WHAT YOU NEED TO DO »
If a line in the records below contains the word "Result", return that line.

Stored data entries
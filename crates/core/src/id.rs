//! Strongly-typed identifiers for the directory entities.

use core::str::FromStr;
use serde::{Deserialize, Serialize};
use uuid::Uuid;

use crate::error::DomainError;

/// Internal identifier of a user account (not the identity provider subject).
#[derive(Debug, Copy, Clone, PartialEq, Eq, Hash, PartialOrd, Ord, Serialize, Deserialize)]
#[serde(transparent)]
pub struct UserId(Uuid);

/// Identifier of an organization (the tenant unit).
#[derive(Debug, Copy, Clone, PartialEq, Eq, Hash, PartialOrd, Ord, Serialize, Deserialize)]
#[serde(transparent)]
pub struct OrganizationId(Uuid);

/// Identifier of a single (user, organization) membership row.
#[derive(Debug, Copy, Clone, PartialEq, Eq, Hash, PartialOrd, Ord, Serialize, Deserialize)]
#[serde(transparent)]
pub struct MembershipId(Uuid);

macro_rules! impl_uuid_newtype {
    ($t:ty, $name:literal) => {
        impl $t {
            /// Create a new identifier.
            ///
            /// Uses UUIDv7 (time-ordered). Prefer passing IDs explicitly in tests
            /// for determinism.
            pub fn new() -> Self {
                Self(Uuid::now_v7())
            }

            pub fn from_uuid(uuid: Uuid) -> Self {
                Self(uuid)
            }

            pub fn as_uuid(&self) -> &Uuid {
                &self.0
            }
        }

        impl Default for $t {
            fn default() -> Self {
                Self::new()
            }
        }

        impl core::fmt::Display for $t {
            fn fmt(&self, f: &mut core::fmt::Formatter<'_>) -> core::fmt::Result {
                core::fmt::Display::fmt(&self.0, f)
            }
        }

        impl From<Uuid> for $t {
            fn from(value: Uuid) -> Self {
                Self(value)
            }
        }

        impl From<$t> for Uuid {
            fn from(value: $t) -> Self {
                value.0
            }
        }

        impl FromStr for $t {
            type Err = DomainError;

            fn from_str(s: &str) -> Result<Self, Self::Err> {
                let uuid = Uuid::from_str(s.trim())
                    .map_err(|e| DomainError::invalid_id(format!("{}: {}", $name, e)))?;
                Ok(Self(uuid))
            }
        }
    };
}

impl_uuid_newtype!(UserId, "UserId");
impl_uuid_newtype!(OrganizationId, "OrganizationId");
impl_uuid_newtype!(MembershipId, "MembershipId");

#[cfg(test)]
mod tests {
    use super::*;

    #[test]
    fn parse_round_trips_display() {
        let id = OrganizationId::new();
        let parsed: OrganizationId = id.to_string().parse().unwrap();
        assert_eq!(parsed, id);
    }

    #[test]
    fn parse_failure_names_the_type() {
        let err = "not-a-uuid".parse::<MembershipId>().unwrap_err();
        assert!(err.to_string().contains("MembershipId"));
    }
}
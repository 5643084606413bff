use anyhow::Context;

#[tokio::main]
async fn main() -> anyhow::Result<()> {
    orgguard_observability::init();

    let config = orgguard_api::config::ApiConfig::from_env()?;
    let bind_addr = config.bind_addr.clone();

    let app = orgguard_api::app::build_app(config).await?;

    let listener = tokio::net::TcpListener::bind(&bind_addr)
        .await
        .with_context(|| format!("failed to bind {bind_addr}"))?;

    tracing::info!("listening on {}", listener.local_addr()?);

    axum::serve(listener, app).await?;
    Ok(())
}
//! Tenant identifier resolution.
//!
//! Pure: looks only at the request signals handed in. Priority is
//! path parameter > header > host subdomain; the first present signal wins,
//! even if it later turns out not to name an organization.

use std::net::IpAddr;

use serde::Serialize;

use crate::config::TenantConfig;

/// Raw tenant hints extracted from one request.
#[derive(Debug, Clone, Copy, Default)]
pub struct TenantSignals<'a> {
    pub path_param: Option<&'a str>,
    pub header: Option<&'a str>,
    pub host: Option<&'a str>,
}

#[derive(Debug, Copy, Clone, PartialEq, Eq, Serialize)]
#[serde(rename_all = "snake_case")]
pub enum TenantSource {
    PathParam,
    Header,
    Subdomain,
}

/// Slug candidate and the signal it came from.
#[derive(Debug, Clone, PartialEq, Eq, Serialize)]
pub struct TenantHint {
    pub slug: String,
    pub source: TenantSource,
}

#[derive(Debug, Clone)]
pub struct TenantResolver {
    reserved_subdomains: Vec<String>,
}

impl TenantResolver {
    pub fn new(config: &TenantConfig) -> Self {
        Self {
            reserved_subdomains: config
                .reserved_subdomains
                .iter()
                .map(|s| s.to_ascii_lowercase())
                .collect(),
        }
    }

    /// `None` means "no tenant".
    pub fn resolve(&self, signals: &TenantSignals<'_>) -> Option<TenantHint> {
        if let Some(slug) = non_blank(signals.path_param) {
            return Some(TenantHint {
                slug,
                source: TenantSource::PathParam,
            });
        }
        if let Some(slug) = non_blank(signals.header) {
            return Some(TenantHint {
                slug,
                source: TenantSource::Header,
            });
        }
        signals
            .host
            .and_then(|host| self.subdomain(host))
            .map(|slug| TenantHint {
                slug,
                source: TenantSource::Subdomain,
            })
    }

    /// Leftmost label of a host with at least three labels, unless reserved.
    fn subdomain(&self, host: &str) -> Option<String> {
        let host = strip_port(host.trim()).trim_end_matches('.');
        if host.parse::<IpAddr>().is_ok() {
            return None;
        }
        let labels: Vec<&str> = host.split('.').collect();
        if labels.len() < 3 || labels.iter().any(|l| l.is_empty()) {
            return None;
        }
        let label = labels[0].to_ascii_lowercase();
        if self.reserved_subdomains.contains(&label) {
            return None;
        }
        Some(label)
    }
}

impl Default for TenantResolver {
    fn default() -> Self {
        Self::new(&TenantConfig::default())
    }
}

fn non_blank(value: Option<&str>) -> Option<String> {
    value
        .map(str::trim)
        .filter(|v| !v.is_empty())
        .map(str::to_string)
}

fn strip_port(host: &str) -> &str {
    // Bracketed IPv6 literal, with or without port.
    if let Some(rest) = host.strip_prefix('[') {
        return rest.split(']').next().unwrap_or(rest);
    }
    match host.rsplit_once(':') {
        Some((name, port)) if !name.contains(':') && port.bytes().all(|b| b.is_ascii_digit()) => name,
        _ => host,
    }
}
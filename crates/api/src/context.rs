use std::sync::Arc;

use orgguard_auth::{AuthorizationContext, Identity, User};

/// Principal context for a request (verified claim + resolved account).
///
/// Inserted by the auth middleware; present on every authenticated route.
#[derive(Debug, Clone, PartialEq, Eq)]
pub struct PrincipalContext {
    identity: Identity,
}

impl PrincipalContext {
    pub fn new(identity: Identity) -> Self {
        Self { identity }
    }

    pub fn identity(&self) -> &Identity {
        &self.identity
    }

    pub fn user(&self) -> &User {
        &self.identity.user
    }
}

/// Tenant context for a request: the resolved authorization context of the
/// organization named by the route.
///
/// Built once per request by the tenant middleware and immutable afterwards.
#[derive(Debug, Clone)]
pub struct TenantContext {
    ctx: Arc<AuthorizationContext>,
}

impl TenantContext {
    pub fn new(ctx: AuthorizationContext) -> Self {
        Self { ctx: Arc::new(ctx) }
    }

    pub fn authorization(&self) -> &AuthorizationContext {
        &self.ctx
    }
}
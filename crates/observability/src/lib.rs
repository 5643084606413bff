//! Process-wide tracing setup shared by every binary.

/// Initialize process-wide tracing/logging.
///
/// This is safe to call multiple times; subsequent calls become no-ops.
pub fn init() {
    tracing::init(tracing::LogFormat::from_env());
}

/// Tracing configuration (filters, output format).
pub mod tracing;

SOLUTION BELOW »
            fn fmt(&self, f: &mut core::fmt::Formatter<'_>) -> core::fmt::Result {
            fn from_str(s: &str) -> Result<Self, Self::Err> {
async fn main() -> anyhow::Result<()> {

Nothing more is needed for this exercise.